• Activity: Go through the entries and write each one out again unchanged.

• Saved entries:
○ ○ ○

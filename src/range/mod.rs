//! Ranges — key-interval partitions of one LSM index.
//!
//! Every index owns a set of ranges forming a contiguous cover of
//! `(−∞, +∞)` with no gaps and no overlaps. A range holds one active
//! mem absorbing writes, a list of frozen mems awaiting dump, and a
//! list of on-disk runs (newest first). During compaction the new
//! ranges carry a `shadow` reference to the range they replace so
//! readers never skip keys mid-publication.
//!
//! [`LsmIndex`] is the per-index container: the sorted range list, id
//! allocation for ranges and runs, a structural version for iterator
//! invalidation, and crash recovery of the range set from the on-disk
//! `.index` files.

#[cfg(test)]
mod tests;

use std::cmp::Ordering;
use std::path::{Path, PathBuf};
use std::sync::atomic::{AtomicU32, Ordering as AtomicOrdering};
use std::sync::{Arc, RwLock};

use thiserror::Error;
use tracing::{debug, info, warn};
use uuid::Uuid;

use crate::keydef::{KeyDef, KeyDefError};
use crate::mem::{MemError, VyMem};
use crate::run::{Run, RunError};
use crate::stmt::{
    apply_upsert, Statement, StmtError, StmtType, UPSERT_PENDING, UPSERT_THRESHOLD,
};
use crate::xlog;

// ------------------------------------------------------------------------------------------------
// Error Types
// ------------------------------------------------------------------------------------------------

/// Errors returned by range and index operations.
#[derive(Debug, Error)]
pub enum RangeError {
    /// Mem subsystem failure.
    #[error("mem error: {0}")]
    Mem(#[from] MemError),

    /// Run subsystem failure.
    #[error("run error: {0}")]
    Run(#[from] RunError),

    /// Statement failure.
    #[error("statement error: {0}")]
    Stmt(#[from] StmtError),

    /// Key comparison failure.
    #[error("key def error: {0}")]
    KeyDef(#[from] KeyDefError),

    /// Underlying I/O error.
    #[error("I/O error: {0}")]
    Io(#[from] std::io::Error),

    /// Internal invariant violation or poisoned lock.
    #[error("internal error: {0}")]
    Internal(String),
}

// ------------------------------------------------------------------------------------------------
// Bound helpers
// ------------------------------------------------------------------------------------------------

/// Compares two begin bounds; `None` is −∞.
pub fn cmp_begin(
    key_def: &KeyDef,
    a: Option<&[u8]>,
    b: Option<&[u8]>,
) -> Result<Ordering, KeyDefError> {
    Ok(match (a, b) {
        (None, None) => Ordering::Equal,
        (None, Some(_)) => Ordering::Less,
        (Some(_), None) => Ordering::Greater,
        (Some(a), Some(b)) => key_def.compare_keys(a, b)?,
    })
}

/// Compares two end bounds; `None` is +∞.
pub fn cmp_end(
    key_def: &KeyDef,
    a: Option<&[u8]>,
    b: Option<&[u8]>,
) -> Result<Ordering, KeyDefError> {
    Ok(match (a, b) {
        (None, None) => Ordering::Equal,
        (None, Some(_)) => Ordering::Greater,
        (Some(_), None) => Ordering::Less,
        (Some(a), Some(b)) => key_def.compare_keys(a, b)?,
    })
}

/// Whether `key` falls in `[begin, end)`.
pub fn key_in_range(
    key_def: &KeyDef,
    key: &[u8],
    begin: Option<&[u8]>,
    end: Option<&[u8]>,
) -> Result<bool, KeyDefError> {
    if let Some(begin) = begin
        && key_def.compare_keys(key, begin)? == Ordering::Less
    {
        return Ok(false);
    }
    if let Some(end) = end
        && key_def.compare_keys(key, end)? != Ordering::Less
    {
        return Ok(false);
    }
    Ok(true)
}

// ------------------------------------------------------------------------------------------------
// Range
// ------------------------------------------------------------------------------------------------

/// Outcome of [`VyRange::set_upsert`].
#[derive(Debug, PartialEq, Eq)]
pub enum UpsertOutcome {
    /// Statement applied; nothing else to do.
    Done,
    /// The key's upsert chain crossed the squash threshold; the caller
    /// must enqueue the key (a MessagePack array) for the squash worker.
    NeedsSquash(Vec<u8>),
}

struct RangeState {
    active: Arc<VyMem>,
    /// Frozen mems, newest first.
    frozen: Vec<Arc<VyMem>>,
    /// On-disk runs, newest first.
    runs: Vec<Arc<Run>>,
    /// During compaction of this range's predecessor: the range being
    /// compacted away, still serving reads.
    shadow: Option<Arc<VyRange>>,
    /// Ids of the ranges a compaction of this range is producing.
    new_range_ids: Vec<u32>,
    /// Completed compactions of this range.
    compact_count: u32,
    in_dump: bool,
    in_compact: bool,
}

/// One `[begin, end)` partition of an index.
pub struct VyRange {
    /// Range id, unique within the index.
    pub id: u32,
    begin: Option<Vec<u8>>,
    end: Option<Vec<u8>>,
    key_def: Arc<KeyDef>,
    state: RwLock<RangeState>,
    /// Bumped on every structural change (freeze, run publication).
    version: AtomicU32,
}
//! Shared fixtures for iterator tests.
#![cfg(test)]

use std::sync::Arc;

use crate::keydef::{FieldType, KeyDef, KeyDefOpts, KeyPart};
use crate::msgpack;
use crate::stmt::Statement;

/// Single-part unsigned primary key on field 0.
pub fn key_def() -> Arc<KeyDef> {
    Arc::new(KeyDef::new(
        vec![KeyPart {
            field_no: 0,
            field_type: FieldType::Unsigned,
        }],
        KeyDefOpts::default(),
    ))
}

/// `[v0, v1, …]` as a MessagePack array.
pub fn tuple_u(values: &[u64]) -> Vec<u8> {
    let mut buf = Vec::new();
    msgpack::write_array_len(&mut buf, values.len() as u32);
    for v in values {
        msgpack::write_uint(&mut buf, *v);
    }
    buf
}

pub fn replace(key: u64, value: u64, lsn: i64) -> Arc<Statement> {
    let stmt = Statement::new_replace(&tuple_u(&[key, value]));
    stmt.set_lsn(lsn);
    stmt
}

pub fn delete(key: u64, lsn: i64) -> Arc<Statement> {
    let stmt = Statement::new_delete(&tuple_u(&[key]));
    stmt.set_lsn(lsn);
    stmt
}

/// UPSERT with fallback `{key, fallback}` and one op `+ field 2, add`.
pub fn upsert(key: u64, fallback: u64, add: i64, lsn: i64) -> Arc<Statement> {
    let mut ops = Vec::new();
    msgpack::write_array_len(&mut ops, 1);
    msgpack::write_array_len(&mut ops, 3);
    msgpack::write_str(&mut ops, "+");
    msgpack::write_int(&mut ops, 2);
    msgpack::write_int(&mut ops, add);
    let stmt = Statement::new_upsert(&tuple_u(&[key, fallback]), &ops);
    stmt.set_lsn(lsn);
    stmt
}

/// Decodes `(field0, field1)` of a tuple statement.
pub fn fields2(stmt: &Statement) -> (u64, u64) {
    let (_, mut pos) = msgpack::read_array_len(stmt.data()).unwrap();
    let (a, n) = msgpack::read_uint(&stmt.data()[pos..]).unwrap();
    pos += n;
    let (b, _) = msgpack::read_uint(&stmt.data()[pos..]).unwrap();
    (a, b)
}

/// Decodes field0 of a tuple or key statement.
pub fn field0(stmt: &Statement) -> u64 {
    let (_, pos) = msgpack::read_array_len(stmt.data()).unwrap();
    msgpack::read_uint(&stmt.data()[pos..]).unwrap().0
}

○ ○ ○

• Answer:
filename src/range/mod.rs
//! Ranges — key-interval partitions of one LSM index.
//!
//! Every index owns a set of ranges forming a contiguous cover of
//! `(−∞, +∞)` with no gaps and no overlaps. A range holds one active
//! mem absorbing writes, a list of frozen mems awaiting dump, and a
//! list of on-disk runs (newest first). During compaction the new
//! ranges carry a `shadow` reference to the range they replace so
//! readers never skip keys mid-publication.
//!
//! [`LsmIndex`] is the per-index container: the sorted range list, id
//! allocation for ranges and runs, a structural version for iterator
//! invalidation, and crash recovery of the range set from the on-disk
//! `.index` files.

#[cfg(test)]
mod tests;

use std::cmp::Ordering;
use std::path::{Path, PathBuf};
use std::sync::atomic::{AtomicU32, Ordering as AtomicOrdering};
use std::sync::{Arc, RwLock};

use thiserror::Error;
use tracing::{debug, info, warn};
use uuid::Uuid;

use crate::keydef::{KeyDef, KeyDefError};
use crate::mem::{MemError, VyMem};
use crate::run::{Run, RunError};
use crate::stmt::{
    apply_upsert, Statement, StmtError, StmtType, UPSERT_PENDING, UPSERT_THRESHOLD,
};
use crate::xlog;

// ------------------------------------------------------------------------------------------------
// Error Types
// ------------------------------------------------------------------------------------------------

/// Errors returned by range and index operations.
#[derive(Debug, Error)]
pub enum RangeError {
    /// Mem subsystem failure.
    #[error("mem error: {0}")]
    Mem(#[from] MemError),

    /// Run subsystem failure.
    #[error("run error: {0}")]
    Run(#[from] RunError),

    /// Statement failure.
    #[error("statement error: {0}")]
    Stmt(#[from] StmtError),

    /// Key comparison failure.
    #[error("key def error: {0}")]
    KeyDef(#[from] KeyDefError),

    /// Underlying I/O error.
    #[error("I/O error: {0}")]
    Io(#[from] std::io::Error),

    /// Internal invariant violation or poisoned lock.
    #[error("internal error: {0}")]
    Internal(String),
}

// ------------------------------------------------------------------------------------------------
// Bound helpers
// ------------------------------------------------------------------------------------------------

/// Compares two begin bounds; `None` is −∞.
pub fn cmp_begin(
    key_def: &KeyDef,
    a: Option<&[u8]>,
    b: Option<&[u8]>,
) -> Result<Ordering, KeyDefError> {
    Ok(match (a, b) {
        (None, None) => Ordering::Equal,
        (None, Some(_)) => Ordering::Less,
        (Some(_), None) => Ordering::Greater,
        (Some(a), Some(b)) => key_def.compare_keys(a, b)?,
    })
}

/// Compares two end bounds; `None` is +∞.
pub fn cmp_end(
    key_def: &KeyDef,
    a: Option<&[u8]>,
    b: Option<&[u8]>,
) -> Result<Ordering, KeyDefError> {
    Ok(match (a, b) {
        (None, None) => Ordering::Equal,
        (None, Some(_)) => Ordering::Greater,
        (Some(_), None) => Ordering::Less,
        (Some(a), Some(b)) => key_def.compare_keys(a, b)?,
    })
}

/// Whether `key` falls in `[begin, end)`.
pub fn key_in_range(
    key_def: &KeyDef,
    key: &[u8],
    begin: Option<&[u8]>,
    end: Option<&[u8]>,
) -> Result<bool, KeyDefError> {
    if let Some(begin) = begin
        && key_def.compare_keys(key, begin)? == Ordering::Less
    {
        return Ok(false);
    }
    if let Some(end) = end
        && key_def.compare_keys(key, end)? != Ordering::Less
    {
        return Ok(false);
    }
    Ok(true)
}

// ------------------------------------------------------------------------------------------------
// Range
// ------------------------------------------------------------------------------------------------

/// Outcome of [`VyRange::set_upsert`].
#[derive(Debug, PartialEq, Eq)]
pub enum UpsertOutcome {
    /// Statement applied; nothing else to do.
    Done,
    /// The key's upsert chain crossed the squash threshold; the caller
    /// must enqueue the key (a MessagePack array) for the squash worker.
    NeedsSquash(Vec<u8>),
}

struct RangeState {
    active: Arc<VyMem>,
    /// Frozen mems, newest first.
    frozen: Vec<Arc<VyMem>>,
    /// On-disk runs, newest first.
    runs: Vec<Arc<Run>>,
    /// During compaction of this range's predecessor: the range being
    /// compacted away, still serving reads.
    shadow: Option<Arc<VyRange>>,
    /// Ids of the ranges a compaction of this range is producing.
    new_range_ids: Vec<u32>,
    /// Completed compactions of this range.
    compact_count: u32,
    in_dump: bool,
    in_compact: bool,
}

/// One `[begin, end)` partition of an index.
pub struct VyRange {
    /// Range id, unique within the index.
    pub id: u32,
    begin: Option<Vec<u8>>,
    end: Option<Vec<u8>>,
    key_def: Arc<KeyDef>,
    state: RwLock<RangeState>,
    /// Bumped on every structural change (freeze, run publication).
    version: AtomicU32,
}
//! Shared fixtures for iterator tests.
#![cfg(test)]

use std::sync::Arc;

use crate::keydef::{FieldType, KeyDef, KeyDefOpts, KeyPart};
use crate::msgpack;
use crate::stmt::Statement;

/// Single-part unsigned primary key on field 0.
pub fn key_def() -> Arc<KeyDef> {
    Arc::new(KeyDef::new(
        vec![KeyPart {
            field_no: 0,
            field_type: FieldType::Unsigned,
        }],
        KeyDefOpts::default(),
    ))
}

/// `[v0, v1, …]` as a MessagePack array.
pub fn tuple_u(values: &[u64]) -> Vec<u8> {
    let mut buf = Vec::new();
    msgpack::write_array_len(&mut buf, values.len() as u32);
    for v in values {
        msgpack::write_uint(&mut buf, *v);
    }
    buf
}

pub fn replace(key: u64, value: u64, lsn: i64) -> Arc<Statement> {
    let stmt = Statement::new_replace(&tuple_u(&[key, value]));
    stmt.set_lsn(lsn);
    stmt
}

pub fn delete(key: u64, lsn: i64) -> Arc<Statement> {
    let stmt = Statement::new_delete(&tuple_u(&[key]));
    stmt.set_lsn(lsn);
    stmt
}

/// UPSERT with fallback `{key, fallback}` and one op `+ field 2, add`.
pub fn upsert(key: u64, fallback: u64, add: i64, lsn: i64) -> Arc<Statement> {
    let mut ops = Vec::new();
    msgpack::write_array_len(&mut ops, 1);
    msgpack::write_array_len(&mut ops, 3);
    msgpack::write_str(&mut ops, "+");
    msgpack::write_int(&mut ops, 2);
    msgpack::write_int(&mut ops, add);
    let stmt = Statement::new_upsert(&tuple_u(&[key, fallback]), &ops);
    stmt.set_lsn(lsn);
    stmt
}

/// Decodes `(field0, field1)` of a tuple statement.
pub fn fields2(stmt: &Statement) -> (u64, u64) {
    let (_, mut pos) = msgpack::read_array_len(stmt.data()).unwrap();
    let (a, n) = msgpack::read_uint(&stmt.data()[pos..]).unwrap();
    pos += n;
    let (b, _) = msgpack::read_uint(&stmt.data()[pos..]).unwrap();
    (a, b)
}

/// Decodes field0 of a tuple or key statement.
pub fn field0(stmt: &Statement) -> u64 {
    let (_, pos) = msgpack::read_array_len(stmt.data()).unwrap();
    msgpack::read_uint(&stmt.data()[pos..]).unwrap().0
}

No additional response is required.